Ingredients
The following ingredients have 8 Servings
- 4 egg whites
- ¼ tsp salt
- 2 whole eggs
- 1 tsp vanilla extract
- 75 g caster sugar
- 1 large eating apple (, peeled, cored and finely grated)
- 100 g self-raising flour
- 50 g cocoa powder sifted
- 250 g raspberries to decorate cake
- 50 g icing sugar sifted
Instruction
- Preheat oven to 170C
- Grease 20cm cake tin with a few sprays with the cooking spray.
- In a stand mixer, whisk the 4 egg whites and salt to peaks.
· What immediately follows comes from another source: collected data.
//! Cached Server Handlers
//!
//! Server-side wrapper that turns the directive a handler records with
//! [`set_cache_control`](crate::control::set_cache_control) into a response
//! trailer.

use std::sync::Arc;

use tracing::debug;

use crate::control::cache_control;
use crate::rpc::{BoxFuture, Metadata, Server, ServerContext, Status, UnaryHandler};

// == Cached Handler ==
/// Wraps a handler so its cache-control directive reaches the client.
///
/// The directive is written as the call's trailer, so a wrapped handler that
/// sets cache control must not also write a trailer of its own: the second
/// write fails with `FailedPrecondition`. Handler errors pass through
/// unchanged and carry no directive.
pub struct CachedHandler<H> {
    inner: H,
}

impl<H: UnaryHandler> CachedHandler<H> {
    pub fn new(inner: H) -> Self {
        Self { inner }
    }

    pub fn into_inner(self) -> H {
        self.inner
    }
}

impl<H: UnaryHandler> UnaryHandler for CachedHandler<H> {
    fn call(
        &self,
        ctx: Arc<ServerContext>,
        payload: Vec<u8>,
    ) -> BoxFuture<'static, Result<Vec<u8>, Status>> {
        let fut = self.inner.call(Arc::clone(&ctx), payload);
        Box::pin(async move {
            let response = fut.await?;

            if let Some(control) = cache_control(&ctx) {
                let mut trailer = Metadata::new();
                control.write_to(&mut trailer);
                ctx.set_trailer(trailer)?;
                debug!(
                    "{}: attached max-age {:?}",
                    ctx.method(),
                    control.max_age()
                );
            }

            Ok(response)
        })
    }
}

impl Server {
    /// Registers `handler` under `method` behind a [`CachedHandler`].
    pub fn add_cached(self, method: impl Into<String>, handler: impl UnaryHandler) -> Self {
        self.add(method, CachedHandler::new(handler))
    }
}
- In a large bowl, hand whisk the 2 whole eggs, vanilla extract and caster sugar together until combined and the sugar has dissolved.
- With a plastic spatula gradually fold the apple, self-raising flour and cocoa powder into the sugar mixture.
- Gradually fold the egg white peaks into the sugar mixture, keeping the mixture as light and fluffy as possible.
- Carefully spoon the cake mixture into the greased cake tin.
- Bake for 30 – 40 minutes. Test the cake after 30 minutes with a skewer. If the skewer comes out clean then the cake is cooked.
- Cool on a wire rack.
- Once cooled, remove the cake from the cake tin and cut it in half horizontally.
- Mash 100g of the raspberries with some icing sugar to make a kind of “jam”. Spread this mixture between the cake halves.
- Mix some of the icing sugar with water to make a weak icing and spread over the top of the cake.
- Decorate the top of the cake with the remaining raspberries. Allow the icing to harden.